Il quorum valido per l’elezione del Papa è inizialmente di due terzi. Dopo tre giorni di votazioni senza elezione, si terrà una giornata al massimo di riflessione e preghiera, senza votazioni. Quindi riprenderanno le votazioni per altri eventuali sette scrutini, un’altra pausa di riflessione, altri sette scrutini, altra pausa e altri sette scrutini. Dopo di che, si deciderà a maggioranza assoluta su come proseguire, ossia per un suffragio a maggioranza assoluta o con il ballottaggio tra due candidati.
Quello che inizia è uno dei conclavi più imponenti della storia della Chiesa Cattolica, il primo che consentirà di vedere in diretta tv la chiusura della cappella Sistina, dove saranno presenti i 115 cardinali provenienti da 52 paesi dei cinque continenti, chiamati ad eleggere il 264/mo successore di San Pietro, il papa numero 265 della storia della chiesa cattolica romana.
Tra i favoriti all’elezione al soglio pontificio ci sarebbero Ratzinger, Martini, Il nigeriano Arinze e l’arcivescovo di Milano Tettamanzi.

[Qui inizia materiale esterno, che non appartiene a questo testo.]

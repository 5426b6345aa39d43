use std::path::PathBuf;
use thiserror::Error;

/// All errors produced while building a billing report.
#[derive(Error, Debug)]
pub enum BillingError {
    /// A row's first field names a service with no registered adapter.
    #[error("Unknown service \"{tag}\" on line {line}")]
    UnknownService { tag: String, line: u64 },

    /// A row carries fewer fields than its service layout requires.
    #[error("{service} row on line {line} has {found} fields, expected {expected}")]
    MissingFields {
        service: String,
        line: u64,
        expected: usize,
        found: usize,
    },

    /// A start/end column did not match `%m/%d/%y %H:%M:%S`.
    #[error("Invalid timestamp in {field} on line {line}: \"{value}\"")]
    InvalidTimestamp {
        field: &'static str,
        value: String,
        line: u64,
    },

    /// A usage value column is not a floating point number.
    #[error("Invalid number in {field} on line {line}: \"{value}\"")]
    InvalidNumber {
        field: &'static str,
        value: String,
        line: u64,
    },

    /// The CSV reader rejected the input.
    #[error("Failed to read CSV: {0}")]
    Csv(#[from] csv::Error),

    /// A file could not be opened or read from disk.
    #[error("Failed to read file {path}: {source}")]
    FileRead {
        path: PathBuf,
        #[source]
        source: std::io::Error,
    },

    /// A generated page could not be written.
    #[error("Failed to write file {path}: {source}")]
    FileWrite {
        path: PathBuf,
        #[source]
        source: std::io::Error,
    },

    /// The page template contains a directive we cannot substitute.
    #[error("Invalid template {path}: {message}")]
    Template { path: PathBuf, message: String },

    /// A usage-type glob in a chart definition does not compile.
    #[error("Invalid usage type pattern \"{pattern}\": {source}")]
    InvalidPattern {
        pattern: String,
        #[source]
        source: glob::PatternError,
    },

    /// Series data could not be encoded as JSON.
    #[error("Failed to encode JSON: {0}")]
    JsonEncode(#[from] serde_json::Error),

    /// Pass-through for any raw I/O error that does not carry a path.
    #[error(transparent)]
    Io(#[from] std::io::Error),
}

impl BillingError {
    /// `true` for the malformed-row family: missing fields, bad timestamps and
    /// bad numbers.
    pub fn is_parse_error(&self) -> bool {
        matches!(
            self,
            Self::MissingFields { .. } | Self::InvalidTimestamp { .. } | Self::InvalidNumber { .. }
        )
    }
}

/// Convenience alias used throughout the billing crates.
pub type Result<T> = std::result::Result<T, BillingError>;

Tra i papabili si segnalano anche il brasiliano Hummes, il francese Lustiger, l’honduregno Maradiaga e l’argentino Bergoglio.
I risultati delle votazioni saranno, come tradizione, resi visibili dal colore delle fumate che usciranno dalla canna fumaria installata sulla copertura della Cappella Sistina: fumata nera nei casi di non raggiunta maggioranza, fumata bianca per la elezione del nuovo Pontefice.
Il fumo è prodotto dalla bruciatura delle schede e dei documenti di ogni votazione, in una stufa utilizzata per la prima volta durante il Conclave dell’anno 1939.
Le fumate nere saranno ottenute con la bruciatura delle schede; la fumata bianca con la bruciatura delle schede e di paglia umida. Per la prima volta verrà anche utilizzata una apparecchiatura ausiliaria a fumogeni, per incrementare la visibilità delle fumate.